▶ [ASSIGNED TASK]: All that is needed is every line of the listing below that has "SchedulerResult".

►

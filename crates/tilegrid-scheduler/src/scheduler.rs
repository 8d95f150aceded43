//! Pipeline scheduler — one periodic loop per project or stage.
//!
//! A stage tick runs strictly in order:
//! - resolve the upstream view through the stage strategy
//! - diff/mux it into the stage table
//! - materialize the to-process queue
//! - dispatch, only while processing is enabled
//!
//! A project tick keeps the project's root tile set in sync with its
//! `tiles.json` manifest through the same diff/mux engine.

use std::fmt;
use std::path::Path;
use std::sync::Arc;
use std::sync::atomic::{AtomicBool, Ordering};
use std::time::Duration;

use serde::{Deserialize, Serialize};
use tokio::sync::watch;
use tracing::{debug, error, info};

use tilegrid_core::SchedulerConfig;
use tilegrid_state::{
    Lattice, ProjectId, StageId, StateStore, TileFilter, TileStatus, TileStatusCounts,
};
use tilegrid_worker::{WorkerClient, WorkerPool};

use crate::connectors::ConnectorCache;
use crate::dispatcher::{DispatchReport, Dispatcher, StageContext};
use crate::error::{SchedulerError, SchedulerResult};
use crate::mux::{self, Mirror, MuxSummary, UpstreamTile};
use crate::queue::{self, QueueSummary};

/// File in a project's root listing its source tiles.
pub const MANIFEST_FILE: &str = "tiles.json";

/// What a scheduler instance reconciles.
#[derive(Debug, Clone, PartialEq, Eq, Hash)]
pub enum ScheduleTarget {
    Project(ProjectId),
    Stage(StageId),
}

impl ScheduleTarget {
    pub fn id(&self) -> &str {
        match self {
            ScheduleTarget::Project(id) | ScheduleTarget::Stage(id) => id,
        }
    }
}

impl fmt::Display for ScheduleTarget {
    fn fmt(&self, f: &mut fmt::Formatter<'_>) -> fmt::Result {
        match self {
            ScheduleTarget::Project(id) => write!(f, "project:{id}"),
            ScheduleTarget::Stage(id) => write!(f, "stage:{id}"),
        }
    }
}

/// Tunables shared by every scheduler.
#[derive(Debug, Clone, PartialEq, Eq)]
pub struct SchedulerSettings {
    pub interval: Duration,
    /// Upper bound on queue entries pulled per fill step.
    pub batch_size: usize,
    /// Upper bound on rows written per transaction.
    pub chunk_size: usize,
}

impl Default for SchedulerSettings {
    fn default() -> Self {
        Self::from_config(&SchedulerConfig::default())
    }
}

impl SchedulerSettings {
    pub fn from_config(config: &SchedulerConfig) -> Self {
        Self {
            interval: config.stage_interval(),
            batch_size: config.dispatch_batch_size,
            chunk_size: config.write_chunk_size,
        }
    }
}

/// Shared services every scheduler runs against.
#[derive(Clone)]
pub struct SchedulerContext {
    pub store: StateStore,
    pub connectors: Arc<ConnectorCache>,
    pub pool: Arc<WorkerPool>,
    pub client: Arc<dyn WorkerClient>,
    pub settings: SchedulerSettings,
}

/// Outcome of one tick.
#[derive(Debug, Clone, Default, PartialEq, Serialize)]
pub struct TickReport {
    pub mux: MuxSummary,
    pub queue: QueueSummary,
    /// `None` when processing was off (or for project ticks).
    pub dispatch: Option<DispatchReport>,
    pub counts: TileStatusCounts,
}

/// One entry of a project manifest.
#[derive(Debug, Clone, Deserialize)]
struct ManifestTile {
    relative_path: String,
    #[serde(default)]
    tile_name: Option<String>,
    position: Lattice,
    #[serde(default)]
    step: Lattice,
    #[serde(default = "manifest_default_status")]
    status: TileStatus,
}

fn manifest_default_status() -> TileStatus {
    TileStatus::Complete
}

impl From<ManifestTile> for UpstreamTile {
    fn from(m: ManifestTile) -> Self {
        let tile_name = m.tile_name.unwrap_or_else(|| {
            m.relative_path
                .rsplit('/')
                .next()
                .unwrap_or(&m.relative_path)
                .to_string()
        });
        Self {
            relative_path: m.relative_path,
            tile_name,
            position: m.position,
            step: m.step,
            status: m.status,
        }
    }
}

/// Periodic reconciliation loop for one project or stage.
pub struct PipelineScheduler {
    target: ScheduleTarget,
    ctx: SchedulerContext,
    processing: Arc<AtomicBool>,
}

impl PipelineScheduler {
    pub fn new(target: ScheduleTarget, ctx: SchedulerContext, processing: Arc<AtomicBool>) -> Self {
        Self {
            target,
            ctx,
            processing,
        }
    }

    pub fn target(&self) -> &ScheduleTarget {
        &self.target
    }

    pub async fn tick(&self) -> SchedulerResult<TickReport> {
        match &self.target {
            ScheduleTarget::Project(id) => self.tick_project(id).await,
            ScheduleTarget::Stage(id) => self.tick_stage(id).await,
        }
    }

    async fn tick_project(&self, project_id: &str) -> SchedulerResult<TickReport> {
        let project = self
            .ctx
            .store
            .get_project(project_id)?
            .ok_or_else(|| SchedulerError::ProjectNotFound(project_id.to_string()))?;
        let connector = self.ctx.connectors.get(project_id).await?;
        let mut report = TickReport::default();

        let path = Path::new(&project.root_path).join(MANIFEST_FILE);
        match read_manifest(&path).await? {
            Some(upstream) => {
                let local = connector.load_tiles(&TileFilter::all())?;
                let diff = mux::diff(&upstream, &local, None, Mirror::ThisStage);
                report.mux = mux::apply(connector.as_ref(), &diff, self.ctx.settings.chunk_size)?;
            }
            None => debug!(project = %project_id, path = %path.display(), "no tile manifest"),
        }

        report.counts = connector.count_tiles_by_status()?;
        Ok(report)
    }

    async fn tick_stage(&self, stage_id: &str) -> SchedulerResult<TickReport> {
        let store = &self.ctx.store;
        let chunk_size = self.ctx.settings.chunk_size;
        let stage_ctx = StageContext::load(store, stage_id)?;
        let strategy = stage_ctx.strategy();

        let input = self.ctx.connectors.get(stage_ctx.stage.input_owner()).await?;
        let output = self.ctx.connectors.get(stage_id).await?;

        let upstream = strategy.resolve_input_output(
            input.as_ref(),
            output.as_ref(),
            &stage_ctx.project,
            chunk_size,
        )?;
        let region = &stage_ctx.project.region;
        let bounds = (stage_ctx.stage.is_root_adjacent() && !region.is_unbounded()).then_some(region);
        let local = output.load_tiles(&TileFilter::all())?;
        let diff = mux::diff(&upstream, &local, bounds, Mirror::PrevStage);

        let mut report = TickReport {
            mux: mux::apply(output.as_ref(), &diff, chunk_size)?,
            queue: queue::materialize(output.as_ref(), chunk_size)?,
            ..TickReport::default()
        };

        if self.processing.load(Ordering::Relaxed) {
            let input_root = stage_ctx.input_root(store)?;
            let dispatcher = Dispatcher {
                connector: output.as_ref(),
                pool: &self.ctx.pool,
                client: self.ctx.client.as_ref(),
                batch_size: self.ctx.settings.batch_size,
            };
            report.dispatch = Some(dispatcher.dispatch(&stage_ctx, &input_root).await?);
        }

        report.counts = output.count_tiles_by_status()?;
        debug!(
            stage = %stage_id,
            inserted = report.mux.inserted,
            updated = report.mux.updated,
            deleted = report.mux.deleted,
            queued = report.counts.queued,
            processing = report.counts.processing,
            complete = report.counts.complete,
            "stage tick"
        );
        Ok(report)
    }

    /// Tick until `exit` changes. A failed tick is logged and retried on
    /// the next interval.
    pub async fn run(self, mut exit: watch::Receiver<bool>) {
        info!(scheduler = %self.target, "scheduler started");
        while !*exit.borrow() {
            if let Err(e) = self.tick().await {
                error!(scheduler = %self.target, error = %e, "scheduler tick failed");
            }
            tokio::select! {
                _ = tokio::time::sleep(self.ctx.settings.interval) => {}
                _ = exit.changed() => break,
            }
        }
        info!(scheduler = %self.target, "scheduler stopped");
    }
}

/// Read a project manifest. `None` if the file does not exist.
async fn read_manifest(path: &Path) -> SchedulerResult<Option<Vec<UpstreamTile>>> {
    let bytes = match tokio::fs::read(path).await {
        Ok(bytes) => bytes,
        Err(e) if e.kind() == std::io::ErrorKind::NotFound => return Ok(None),
        Err(e) => {
            return Err(SchedulerError::Manifest {
                path: path.display().to_string(),
                reason: e.to_string(),
            });
        }
    };
    let tiles: Vec<ManifestTile> =
        serde_json::from_slice(&bytes).map_err(|e| SchedulerError::Manifest {
            path: path.display().to_string(),
            reason: e.to_string(),
        })?;
    Ok(Some(tiles.into_iter().map(UpstreamTile::from).collect()))
}
//! tilegrid-worker — remote worker access for TileGrid.
//!
//! Provides the HTTP client used to query worker load and start task
//! executions, and the shared runtime pool that tracks each worker's load
//! and reachability between queries.
//!
//! # Architecture
//!
//! ```text
//! WorkerPool (shared by all stage schedulers)
//!   ├── WorkerRuntime per worker: reported load + reserved work, availability
//!   ├── probe() → WorkerClient::query_worker → record load and capacity / mark unavailable
//!   └── heartbeat() / try_reserve() / release()
//!
//! WorkerClient (trait)
//!   └── HttpWorkerClient: GET /api/v1/status, POST /api/v1/executions
//! ```
//!
//! An unreachable worker is skipped, not retried in place: it sits out for
//! the configured retry interval, or until it heartbeats, and is then
//! probed again by the next dispatch pass.

pub mod client;
pub mod pool;

pub use client::{
    ExecutionPayload, HttpWorkerClient, StartedExecution, WorkerClient, WorkerError,
    WorkerFuture, WorkerResult, WorkerStatus,
};
pub use pool::{WorkerPool, WorkerSnapshot};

◄

▶ [RESULT OF THIS EXERCISE]:
use crate::error::{SchedulerError, SchedulerResult};
    pub async fn tick(&self) -> SchedulerResult<TickReport> {
    async fn tick_project(&self, project_id: &str) -> SchedulerResult<TickReport> {
    async fn tick_stage(&self, stage_id: &str) -> SchedulerResult<TickReport> {
async fn read_manifest(path: &Path) -> SchedulerResult<Option<Vec<UpstreamTile>>> {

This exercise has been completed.